This section is from the book "Hypnotism", by Dr. Albert Moll. Also available from Amazon: Hypnotism.
The pain exists in both cases, and is not imaginary. If in the latter case the patient were to refer it to an external stimulus he would be wrong. But the doctor must take the pain the patient says he feels to be real. To combat and' remove such pains is just as much the duty of a doctor as the healing of a wound. A doctor may be able to detect and explain the functional nature of a pain, and even trace it to its mental origin, but he should never say that it is imaginary. It may possibly not be invariably, easy for him to avoid mistakes; for there are patients who think their disease is not understood when a doctor assures them of its purely functional nature. A doctor must not only take into consideration the education a patient has received, he must also think of the degree of intelligence possessed by the latter. He must remember that a patient's power of thinking logically is influenced by disease in so far as the patient's own conclusions as to his disease are concerned. There are well-educated people, people who as a rule think logically, and who are yet unable to understand that a functional complaint is just as much a disease as an organic one, and may even bring about more serious consequences than the former.
Experience and tact are the best aids a doctor has for getting over such difficulties.
As years go on I am more and more convinced that uprightness, truth and candour afford the best help a doctor can give his patient, and that the reserve that used to be displayed is only too often inimical to the patient's interests. Even when we tell a patient truthfully that we cannot cure his disease, the truth is often of use. Kant tells of himself that his flat and narrow chest, which gave but little play to his heart and lungs, predisposed him to hypochrondriasis. He suffered from cardiac oppression, but the conviction that the cause of the oppression could not be removed soon made him cease to dwell upon it. "The oppression is still there, for it is caused by the build of my body, but I have mastered its influence on my thoughts and actions by distracting my attention from it, as though it had nothing to do with me." A man suffering from hemiplegia following an apoplectic fit, with no sign of improvement as time goes on, will often be greatly benefited by a doctor who teaches him to take no notice of the paralysis, provided, of course, that the chance of curing him is very small or nil.
Such a method of treatment will be more advantageous to the patient than sending him from one expensive doctor to another or from this to that institution and finally landing him in the hands of a quack. When the chance of obtaining a cure is small, the question of expense is generally important. It is better for a doctor himself to inform a patient that he is suffering from tabes doralis than to let him be brutally told the truth by some one else. It is just in cases of tabes that a truthful explanation lessens the patient's dread of his disease. Recent statistical investigations have shown that the average duration of life is not affected by locomotor ataxy. There are cases in which the name of the disease terrifies the patient, and yet good may be done by explaining its nature; as, for instance, when a doctor explains that diabetes is an inclusive term and does not mean a definite disease, and that there are forms of diabetes which are in nowise dangerous.
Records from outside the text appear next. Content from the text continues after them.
//! Polynomial + harmonic regression of one data column.
//!
//! Design columns, in order:
//!
//! 1. polynomial powers `x^0..x^(p-1)` with `x = (t - t0) / 365.25`
//! 2. `cos`/`sin` pairs at every declared period
//! 3. optional envelope: `x^j cos`, `x^j sin` at one extra period, `j = 0..=order`
//!
//! Rows are weighted by `1/sigma` from the sigma column (unit weights without
//! one) and folded into a `HouseholderSolver`.
//!
//! Outlier elimination never deletes data: it clears entries of the shared
//! `InclusionMask` lent by the caller.

use nalgebra::{DMatrix, DVector};
use serde::{Deserialize, Serialize};
use tracing::{debug, info, warn};

use super::mask::InclusionMask;
use super::terms::{EnvelopeTerm, HarmonicTerm};
use crate::math::{DEFAULT_REGULARIZATION, HouseholderSolver, fill_powers, harmonic, poly_arg};
use crate::series::Series;

/// Observations whose sigma exceeds this multiple of the mean sigma are
/// excluded before fitting.
pub const SIGMA_REJECTION_FACTOR: f64 = 5.0;

/// Observations whose weighted residual exceeds this multiple of the fit's
/// standard deviation are excluded after fitting.
pub const RESIDUAL_REJECTION_FACTOR: f64 = 5.0;

/// A declared harmonic period.
#[derive(Debug, Clone, Copy, PartialEq, Serialize, Deserialize)]
pub struct PeriodSpec {
    pub period: f64,
    pub keep: bool,
}

/// The optional polynomial-enveloped harmonic.
#[derive(Debug, Clone, Copy, PartialEq, Serialize, Deserialize)]
pub struct EnvelopeSpec {
    pub period: f64,
    pub order: usize,
    pub keep: bool,
}

#[derive(Debug, Clone, PartialEq, Serialize, Deserialize)]
pub struct RegressionConfig {
    pub column: usize,
    pub sigma_column: Option<usize>,
    /// Model epoch `t0`, in the series' time unit.
    pub epoch: f64,
    /// Number of polynomial terms (1 = offset, 2 = offset + rate, ...).
    pub poly_terms: usize,
    pub periods: Vec<PeriodSpec>,
    pub envelope: Option<EnvelopeSpec>,
    pub eliminate_before: bool,
    pub eliminate_after: bool,
}

/// Diagnostics of the last successful fit.
#[derive(Debug, Clone, Copy, PartialEq, Serialize, Deserialize)]
pub struct FitSummary {
    pub rows: usize,
    pub params: usize,
    /// Weighted residual sum of squares.
    pub vtpv: f64,
    /// Standard deviation of unit weight.
    pub sigma0: f64,
}

#[derive(Debug, Clone, PartialEq, Serialize, Deserialize)]
pub struct RegressionModel {
    config: RegressionConfig,
    poly: Vec<f64>,
    poly_err: Vec<f64>,
    harmonics: Vec<HarmonicTerm>,
    envelope: Option<EnvelopeTerm>,
    summary: Option<FitSummary>,
}

impl RegressionModel {
    pub fn new(config: RegressionConfig) -> Self {
        let harmonics = config
            .periods
            .iter()
            .map(|p| HarmonicTerm::new(p.period, p.keep))
            .collect();
        let envelope = config
            .envelope
            .map(|e| EnvelopeTerm::new(e.period, e.order, e.keep));
        Self {
            poly: vec![0.0; config.poly_terms],
            poly_err: vec![0.0; config.poly_terms],
            harmonics,
            envelope,
            summary: None,
            config,
        }
    }

    pub fn config(&self) -> &RegressionConfig {
        &self.config
    }

    pub fn column(&self) -> usize {
        self.config.column
    }

    pub fn n_params(&self) -> usize {
        self.config.poly_terms
            + 2 * self.harmonics.len()
            + self.envelope.as_ref().map(|e| e.n_params()).unwrap_or(0)
    }

    /// Check every prerequisite of `fit`, logging each one that is missing.
    pub fn can_run(&self, series: &Series, mask: &InclusionMask) -> bool {
        let mut ok = true;
        if self.config.poly_terms == 0 {
            warn!(column = self.config.column, "regression model has no polynomial terms");
            ok = false;
        }
        if self.harmonics.is_empty() {
            warn!(column = self.config.column, "regression model has no harmonic periods");
            ok = false;
        }
        if !series.is_valid() || series.is_empty() {
            warn!(column = self.config.column, "regression model has no valid series");
            ok = false;
        }
        if mask.len() != series.len() {
            warn!(
                column = self.config.column,
                mask = mask.len(),
                observations = series.len(),
                "inclusion mask does not match the series"
            );
            ok = false;
        }
        if series.is_valid() && self.config.column >= series.num_data_columns() {
            warn!(
                column = self.config.column,
                columns = series.num_data_columns(),
                "regression column out of range"
            );
            ok = false;
        }
        ok
    }

    /// Exclude observations whose sigma exceeds 5× the mean sigma.
    ///
    /// Returns the number of newly excluded observations.
    pub fn eliminate_before(&self, series: &Series, mask: &mut InclusionMask) -> usize {
        if !self.config.eliminate_before {
            return 0;
        }
        let Some(sc) = self.config.sigma_column else {
            debug!(column = self.config.column, "no sigma column; skipping sigma elimination");
            return 0;
        };

        let sigmas: Vec<f64> = series
            .column(sc)
            .into_iter()
            .filter(|s| s.is_finite())
            .collect();
        if sigmas.is_empty() {
            return 0;
        }
        let mean = sigmas.iter().sum::<f64>() / sigmas.len() as f64;
        let threshold = SIGMA_REJECTION_FACTOR * mean;

        let mut excluded = 0;
        for (i, obs) in series.observations().iter().enumerate() {
            let Some(&sigma) = obs.fields.get(sc) else {
                continue;
            };
            if sigma > threshold && mask.exclude(i) {
                warn!(
                    index = i,
                    time = obs.time(),
                    sigma,
                    threshold,
                    "observation excluded: sigma above threshold"
                );
                excluded += 1;
            }
        }
        if excluded > 0 {
            info!(column = self.config.column, excluded, "sigma elimination done");
        }
        excluded
    }

    /// Weighted least-squares fit over the included observations.
    pub fn fit(&mut self, series: &Series, mask: &InclusionMask) -> bool {
        self.summary = None;
        if !self.can_run(series, mask) {
            return false;
        }

        let p = self.n_params();
        let mut rows: Vec<(usize, f64)> = Vec::new();
        for i in mask.included_indices() {
            let Some(y) = series.value(i, self.config.column) else {
                continue;
            };
            if !y.is_finite() {
                continue;
            }
            match self.weight(series, i) {
                Some(w) => rows.push((i, w)),
                None => debug!(index = i, "skipping observation with non-positive sigma"),
            }
        }

        if rows.len() <= p {
            warn!(
                column = self.config.column,
                rows = rows.len(),
                params = p,
                "not enough observations for regression"
            );
            return false;
        }

        let obs = series.observations();
        let mut a = DMatrix::<f64>::zeros(rows.len(), p);
        let mut z = DVector::<f64>::zeros(rows.len());
        let mut design = vec![0.0; p];
        for (r, &(i, w)) in rows.iter().enumerate() {
            let t = obs[i].time();
            self.fill_design_row(t, &mut design);
            for (c, v) in design.iter().enumerate() {
                a[(r, c)] = v * w;
            }
            z[r] = obs[i].fields[self.config.column] * w;
        }

        let mut solver = HouseholderSolver::new(p, DEFAULT_REGULARIZATION);
        solver.accumulate(&mut a, &mut z);
        let (Some(x), Some(se), Some(var)) = (
            solver.solve(),
            solver.standard_errors(),
            solver.variance_factor(),
        ) else {
            warn!(column = self.config.column, "regression solve failed");
            return false;
        };

        self.store(&x, &se);
        let summary = FitSummary {
            rows: rows.len(),
            params: p,
            vtpv: solver.vtpv(),
            sigma0: var.sqrt(),
        };
        info!(
            column = self.config.column,
            rows = summary.rows,
            params = p,
            sigma0 = summary.sigma0,
            "regression fit done"
        );
        self.summary = Some(summary);
        true
    }

    /// Exclude observations whose weighted residual exceeds 5× the fit sigma.
    pub fn eliminate_after(&self, series: &Series, mask: &mut InclusionMask) -> usize {
        if !self.config.eliminate_after {
            return 0;
        }
        let Some(summary) = self.summary else {
            debug!(column = self.config.column, "no fit; skipping residual elimination");
            return 0;
        };
        let threshold = RESIDUAL_REJECTION_FACTOR * summary.sigma0;

        let candidates: Vec<usize> = mask.included_indices().collect();
        let mut excluded = 0;
        for i in candidates {
            let (Some(r), Some(w)) = (self.residual_at(series, i), self.weight(series, i)) else {
                continue;
            };
            let weighted = (r * w).abs();
            if weighted > threshold && mask.exclude(i) {
                warn!(
                    index = i,
                    residual = r,
                    weighted,
                    threshold,
                    "observation excluded: residual above threshold"
                );
                excluded += 1;
            }
        }
        if excluded > 0 {
            info!(column = self.config.column, excluded, "residual elimination done");
        }
        excluded
    }

    /// Full model: polynomial + harmonics + envelope.
    pub fn evaluate_full(&self, t: f64) -> f64 {
        let t0 = self.config.epoch;
        let mut powers = vec![0.0; self.poly.len()];
        fill_powers(poly_arg(t, t0), &mut powers);
        let trend: f64 = self.poly.iter().zip(&powers).map(|(c, p)| c * p).sum();
        let periodic: f64 = self.harmonics.iter().map(|h| h.eval(t, t0)).sum();
        let envelope = self.envelope.as_ref().map(|e| e.eval(t, t0)).unwrap_or(0.0);
        trend + periodic + envelope
    }

    /// Only the harmonic terms (and envelope) flagged `keep`; no polynomial.
    pub fn evaluate_kept(&self, t: f64) -> f64 {
        let t0 = self.config.epoch;
        let periodic: f64 = self
            .harmonics
            .iter()
            .filter(|h| h.keep)
            .map(|h| h.eval(t, t0))
            .sum();
        let envelope = match &self.envelope {
            Some(e) if e.keep => e.eval(t, t0),
            _ => 0.0,
        };
        periodic + envelope
    }

    /// Observed minus full model at observation `index`.
    pub fn residual_at(&self, series: &Series, index: usize) -> Option<f64> {
        let obs = series.get(index)?;
        let y = obs.fields.get(self.config.column)?;
        Some(y - self.evaluate_full(obs.time()))
    }

    pub fn is_fitted(&self) -> bool {
        self.summary.is_some()
    }

    pub fn summary(&self) -> Option<&FitSummary> {
        self.summary.as_ref()
    }

    pub fn polynomial(&self) -> &[f64] {
        &self.poly
    }

    pub fn polynomial_errors(&self) -> &[f64] {
        &self.poly_err
    }

    pub fn harmonics(&self) -> &[HarmonicTerm] {
        &self.harmonics
    }

    pub fn harmonics_mut(&mut self) -> &mut [HarmonicTerm] {
        &mut self.harmonics
    }

    pub fn envelope(&self) -> Option<&EnvelopeTerm> {
        self.envelope.as_ref()
    }

    fn weight(&self, series: &Series, index: usize) -> Option<f64> {
        match self.config.sigma_column {
            None => Some(1.0),
            Some(sc) => {
                let sigma = series.value(index, sc)?;
                (sigma.is_finite() && sigma > 0.0).then(|| 1.0 / sigma)
            }
        }
    }

    fn fill_design_row(&self, t: f64, out: &mut [f64]) {
        let t0 = self.config.epoch;
        let np = self.config.poly_terms;
        fill_powers(poly_arg(t, t0), &mut out[..np]);

        let mut c = np;
        for h in &self.harmonics {
            let (cs, sn) = harmonic(t, t0, h.period);
            out[c] = cs;
            out[c + 1] = sn;
            c += 2;
        }

        if let Some(env) = &self.envelope {
            let (cs, sn) = harmonic(t, t0, env.period);
            let mut powers = vec![0.0; env.order + 1];
            fill_powers(poly_arg(t, t0), &mut powers);
            for p in powers {
                out[c] = p * cs;
                out[c + 1] = p * sn;
                c += 2;
            }
        }
    }

    fn store(&mut self, x: &DVector<f64>, se: &DVector<f64>) {
        let np = self.config.poly_terms;
        self.poly = x.rows(0, np).iter().copied().collect();
        self.poly_err = se.rows(0, np).iter().copied().collect();

        let mut c = np;
        for h in &mut self.harmonics {
            h.cos = x[c];
            h.sin = x[c + 1];
            h.cos_err = se[c];
            h.sin_err = se[c + 1];
            c += 2;
        }

        if let Some(env) = &mut self.envelope {
            for j in 0..=env.order {
                env.coeffs[j] = (x[c], x[c + 1]);
                env.errors[j] = (se[c], se[c + 1]);
                c += 2;
            }
        }
    }
}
It will be seen from the foregoing that I rate explanation and instruction very highly. But this must not be overrated as a curative factor, as some have done - for instance, Dubois. People forget that suggestion plays a great part in all explanations, and cannot be altogether excluded. The patient who trusts the doctor from whom he receives instruction and explanation is subject to the influence of that doctor's suggestion. Much that Dubois and others put down to instruction is really due to suggestion. But apart from this, there are cases in which suggestion is more effective than instruction. Many forms of auto-suggestion belong to this category. A patient who suffers from diarrhoea after taking black coffee may be relieved of this inconvenience by explaining that it is the result of auto-suggestion. In other cases counter-suggestion proves much more effective. Explanation will always improve the condition of a person suffering from imperative ideas. The patient clearly recognizes the foolishness of the idea, but is unable to resist it. When it is possible to induce deep hypnosis in such cases good results can be more readily obtained than by instruction. It sometimes happens that explanation given at a wrong time is absolutely dangerous.
I can recall the cases of patients who were weaned from the drug habit by sham injections - indifferent solutions that they imagined contained morphia. But when such patients are told the truth, they invariably return to their old habit. Experience, at least, shows this.
Of course, many patients feel flattered when they are told that they will not be treated by suggestion but that their own intelligence, powers of thought and will, will be brought into play. Suggestive treatment usually appears easier to the patient, but his vanity is flattered by the explanatory method. Nevertheless I think there are many cases in which it is carrying suggestion too far to tell a patient that he is being cured by instruction, whereas in reality the improvement in his condition is mainly due to suggestion. Unintentional suggestive therapeutics may consist in the suggestion to a patient that he is being cured by instruction and his own will. People who in the present day discard suggestion as a therapeutic method go too far. In the same way that Rosenbach formerly did, Grasset has recently held up suggestive-therapeutics as psycho-thirapie infirieure in contradistinction to psycho-thirapie supirieure as generally accepted. Nevertheless, catchwords should be avoided, and it should never be forgotten that what is supposed to have been brought about by psycho-thirapie supMeure is often the result of veiled suggestion, the patient being convinced that his own will and intelligence have restored him to health.